What is most striking about the profile of gold rush immigrants is their youth. It was the world’s young people who most readily grasped the opportunity to seek the wider horizons of Victoria’s golden frontier. Going ahead—getting ahead—became the motto of the mid-1850s, as if the old world was a glutinous bog, dragging down aspirations and suffocating dreams. Now there was an empty land far from home where one could break free of the quicksand of economic stagnation and the mire of tradition. George Francis Train, at twenty-four, was typical. Not an upstart or an ingénue, but genuinely representative: young, newly married, starting out, getting ahead. He was also a man who would not be fazed by cataclysmic change. At the age of four, George had been orphaned when his parent
s and three sisters died in a yellow fever epidemic in New Orleans.

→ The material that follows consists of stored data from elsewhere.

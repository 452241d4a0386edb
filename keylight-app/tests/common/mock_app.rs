use std::sync::Arc;

use keylight_api::{AccessoryInfo, Endpoint, LightState, Power, WifiInfo};
use keylight_app::discovery::{Scanner, StaticScanner};
use keylight_app::settings::Settings;
use keylight_app::store::{MemoryStore, Store};
use keylight_app::Panel;
use keylight_mock::MockKeylight;

pub fn test_settings() -> Settings {
    let mut settings = Settings::embedded().unwrap();

    settings.http.timeout_ms = 1000;
    settings.http.retries = 0;
    settings.http.retry_delay_ms = 10;
    settings.control.debounce_ms = 20;
    settings.control.poll_interval_ms = 50;
    settings.identify.delay_ms = 5;

    settings
}

pub fn accessory(index: usize, display_name: &str) -> AccessoryInfo {
    AccessoryInfo {
        product_name: "Elgato Key Light".to_string(),
        hardware_board_type: 53,
        firmware_version: "1.0.3".to_string(),
        mac_address: format!("3C:6A:9D:00:00:{:02X}", index + 1),
        serial_number: format!("CW00TEST{:04}", index + 1),
        display_name: display_name.to_string(),
        features: vec!["lights".to_string()],
        wifi_info: Some(WifiInfo {
            ssid: "lab".to_string(),
            frequency_mhz: 2400,
            rssi: -50,
        }),
        ..Default::default()
    }
}

pub fn initial_state() -> LightState {
    LightState::new(Power::Off, 20, 213)
}

/// An address nothing listens on.
pub fn unreachable_endpoint() -> Endpoint {
    let listener = std::net::TcpListener::bind("127.0.0.1:0").unwrap();
    let port = listener.local_addr().unwrap().port();
    drop(listener);

    Endpoint::new("127.0.0.1", port)
}

pub async fn spawn_lights(names: &[&str]) -> Vec<MockKeylight> {
    let mut lights = Vec::new();
    for (index, name) in names.iter().enumerate() {
        lights.push(
            MockKeylight::spawn(accessory(index, name), initial_state())
                .await
                .unwrap(),
        );
    }
    lights
}

pub struct MockApp {
    pub panel: Panel,
    pub store: Arc<MemoryStore>,
    pub lights: Vec<MockKeylight>,
}

impl MockApp {
    /// Lights with the given names, all registered with the panel.
    pub async fn new(names: &[&str]) -> Self {
        let app = Self::unregistered(names, Vec::new()).await;

        for light in &app.lights {
            let endpoint = light.endpoint();
            app.panel
                .add_manual(&endpoint.hostname, endpoint.port, None)
                .await
                .unwrap();
        }

        app
    }

    /// Lights the panel only knows through its scanner, which also reports
    /// `extra` addresses.
    pub async fn unregistered(names: &[&str], extra: Vec<Endpoint>) -> Self {
        let lights = spawn_lights(names).await;

        let mut endpoints: Vec<_> = lights.iter().map(MockKeylight::endpoint).collect();
        endpoints.extend(extra);

        let store = Arc::new(MemoryStore::new());
        let panel = Self::panel(store.clone(), Box::new(StaticScanner::new(endpoints))).await;

        Self {
            panel,
            store,
            lights,
        }
    }

    pub async fn panel(store: Arc<MemoryStore>, scanner: Box<dyn Scanner>) -> Panel {
        let store: Arc<dyn Store> = store;
        Panel::new(test_settings(), store, scanner).await.unwrap()
    }

    pub fn endpoint(&self, index: usize) -> Endpoint {
        self.lights[index].endpoint()
    }

    /// Query string selecting light `index`.
    pub fn query(&self, index: usize) -> String {
        self.endpoint(index).to_string()
    }
}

Charles Evans too felt the primal tug of new beginnings and was young enough to make the transition. Charles James Evans was born in 1827 in Ironbridge, Shropshire, a town that calls itself ‘the Birthplace of the Industrial Revolution’ and takes its name from the famous thirty-metre, cast-iron structure that was built across the River Severn in 1779. Charles was the second in his family of four boys: brother George Bassnet was senior by two years. Charles and George’s father, Charles, worked as an excise officer, postmaster and printer. He was a learned man who raised his sons to value education and their Wesleyan faith.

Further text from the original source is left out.